With no washing machines or chemical detergents available, ancient Chinese had to get innovative to keep their clothes clean
Over 2,000 years ago, Confucius put forth a requirement for people’s clothing: “A gentleman should dress properly, and behave well (君子正其衣冠, 尊其瞻视).” Wearing clean and tidy clothes was an important part of social etiquette, yet in the days before washing machines and modern detergent, ancient Chinese thought of many creative methods to do their laundry and keep up appearances.
As early as in the Zhou dynasty (1046 – 256 BCE), people discovered a kind of natural detergent—plant ash. The Book of Rites (《礼记》), a collection of texts mainly published in the Han dynasty (206 – 220 CE) on the society and politics of the Zhou era, recorded that “when your hat belt and clothes get dirty, wash them with plant ash.” That’s because plant ash contains potassium carbonate, which has cleansing properties. Later, this detergent was improved. According to The Rites of Zhou (《周礼》), a work on Zhou dynasty politics and culture mainly compiled during the Spring and Autumn Period (770 – 476 BCE), ashes of burnt shells were added to plant ash for washing cloth. The principle was that when the plant ash meets the burnt shells in water, calcium hydroxide is produced, which can clean away grease and dirt.

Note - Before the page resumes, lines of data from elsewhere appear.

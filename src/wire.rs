// agentd - Hook Tool Wire Format
// Copyright 2026 Joseph Stone - All Rights Reserved
//
// JSON-RPC 2.0 envelope, one JSON object per line, one call per connection.
// Call:  {"jsonrpc":"2.0","id":1,"method":"HookTool.Main","params":{...}}
// Reply: {"jsonrpc":"2.0","id":1,"result":{code,stdout,stderr}}
//    or  {"jsonrpc":"2.0","id":1,"error":{code,message}}

use serde::de::DeserializeOwned;
use serde::{Deserialize, Serialize};
use std::io::{self, BufRead, Read, Write};
use std::path::PathBuf;

pub const JSONRPC_VERSION: &str = "2.0";
pub const HOOK_TOOL_METHOD: &str = "HookTool.Main";

pub const BAD_REQUEST: i64 = -32600;
pub const METHOD_NOT_FOUND: i64 = -32601;

/// Longest line either side will read.
pub const MAX_MESSAGE_BYTES: u64 = 16 * 1024 * 1024;

/// A hook-tool invocation forwarded by a client.
#[derive(Debug, Clone, PartialEq, Eq, Serialize, Deserialize)]
pub struct Request {
    pub context_id: String,
    pub dir: PathBuf,
    pub command_name: String,
    #[serde(default)]
    pub args: Vec<String>,
}

/// Captured result of running the command.
#[derive(Debug, Clone, Default, PartialEq, Eq, Serialize, Deserialize)]
pub struct Response {
    pub code: i32,
    #[serde(default)]
    pub stdout: String,
    #[serde(default)]
    pub stderr: String,
}

#[derive(Debug, Clone, PartialEq, Eq, Serialize, Deserialize)]
pub struct RpcError {
    pub code: i64,
    pub message: String,
}

#[derive(Debug, Clone, Serialize, Deserialize)]
pub struct Call {
    pub jsonrpc: String,
    pub id: u64,
    pub method: String,
    pub params: Request,
}

impl Call {
    pub fn new(id: u64, params: Request) -> Self {
        Self {
            jsonrpc: JSONRPC_VERSION.to_string(),
            id,
            method: HOOK_TOOL_METHOD.to_string(),
            params,
        }
    }
}

#[derive(Debug, Clone, Serialize, Deserialize)]
pub struct Reply {
    pub jsonrpc: String,
    pub id: u64,
    #[serde(default, skip_serializing_if = "Option::is_none")]
    pub result: Option<Response>,
    #[serde(default, skip_serializing_if = "Option::is_none")]
    pub error: Option<RpcError>,
}

impl Reply {
    pub fn result(id: u64, response: Response) -> Self {
        Self {
            jsonrpc: JSONRPC_VERSION.to_string(),
            id,
            result: Some(response),
            error: None,
        }
    }

    pub fn error(id: u64, code: i64, message: impl Into<String>) -> Self {
        Self {
            jsonrpc: JSONRPC_VERSION.to_string(),
            id,
            result: None,
            error: Some(RpcError {
                code,
                message: message.into(),
            }),
        }
    }
}

/// Write `msg` as a single JSON line and flush.
pub fn write_message<W: Write, T: Serialize>(w: &mut W, msg: &T) -> io::Result<()> {
    let mut line = serde_json::to_vec(msg).map_err(io::Error::other)?;
    line.push(b'\n');
    w.write_all(&line)?;
    w.flush()
}

/// Read one JSON line. `Ok(None)` means the peer closed without sending.
pub fn read_message<R: BufRead, T: DeserializeOwned>(r: &mut R) -> io::Result<Option<T>> {
    let mut line = Vec::new();
    let n = r.by_ref().take(MAX_MESSAGE_BYTES).read_until(b'\n', &mut line)?;
    if n == 0 {
        return Ok(None);
    }
    if line.last() != Some(&b'\n') && n as u64 >= MAX_MESSAGE_BYTES {
        return Err(io::Error::new(io::ErrorKind::InvalidData, "message too large"));
    }
    serde_json::from_slice(&line)
        .map(Some)
        .map_err(|e| io::Error::new(io::ErrorKind::InvalidData, e))
}

// ============================================================================
// TESTS
// ============================================================================

#[cfg(test)]
mod tests {
    use super::*;
    use std::io::Cursor;

    #[test]
    fn call_keeps_awkward_arguments_intact() {
        let req = Request {
            context_id: "ctx-1".into(),
            dir: PathBuf::from("/var/lib/agentd/charm"),
            command_name: "relation-set".into(),
            args: vec!["key=two words".into(), "line\nbreak".into(), "".into(), "--".into()],
        };
        let mut buf = Vec::new();
        write_message(&mut buf, &Call::new(7, req.clone())).unwrap();
        assert_eq!(buf.iter().filter(|b| **b == b'\n').count(), 1);

        let call: Call = read_message(&mut Cursor::new(buf)).unwrap().unwrap();
        assert_eq!(call.id, 7);
        assert_eq!(call.method, HOOK_TOOL_METHOD);
        assert_eq!(call.params, req);
    }

    #[test]
    fn error_reply_omits_result() {
        let mut buf = Vec::new();
        write_message(&mut buf, &Reply::error(1, BAD_REQUEST, "bad request: nope")).unwrap();
        let text = String::from_utf8(buf).unwrap();
        assert!(!text.contains("\"result\""));
        assert!(text.contains("\"code\":-32600"));
    }

    #[test]
    fn eof_is_none() {
        let got: Option<Reply> = read_message(&mut Cursor::new(Vec::new())).unwrap();
        assert!(got.is_none());
    }

    #[test]
    fn garbage_is_invalid_data() {
        let err = read_message::<_, Call>(&mut Cursor::new(b"not json\n".to_vec())).unwrap_err();
        assert_eq!(err.kind(), io::ErrorKind::InvalidData);
    }

    #[test]
    fn oversized_line_is_invalid_data() {
        let input = vec![b'a'; MAX_MESSAGE_BYTES as usize + 16];
        let err = read_message::<_, Call>(&mut Cursor::new(input)).unwrap_err();
        assert_eq!(err.kind(), io::ErrorKind::InvalidData);
        assert_eq!(err.to_string(), "message too large");
    }

    #[test]
    fn missing_params_fields_rejected() {
        let line = br#"{"jsonrpc":"2.0","id":1,"method":"HookTool.Main","params":{"dir":"/"}}"#;
        let mut input = line.to_vec();
        input.push(b'\n');
        assert!(read_message::<_, Call>(&mut Cursor::new(input)).is_err());
    }
}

In the Jin dynasty (265 – 420), a more luxurious version of washing powder emerged. Known as “bath beans (澡豆),” it was a powdery soap made from ground beans or peas mixed with spices such as cloves, eaglewood, and various flowers, which could be used as both shower gel and laundry detergent. Bath beans were prized because they gave clothes a pleasant fragrance, though the high price of the spices within meant only wealthy nobles could afford it. In A New Account of the Tales of the World (《世说新语》), a compilation of character sketches and anecdotes from the first to the sixth century, Wang Dun (王敦), son-in-law to Emperor Wu of the Jin dynasty, even mistook bath beans for food when he was invited to the palace. If a relative of the emperor could mistake this detergent for food, ordinary folk were probably even less familiar with this innovative laundry soap.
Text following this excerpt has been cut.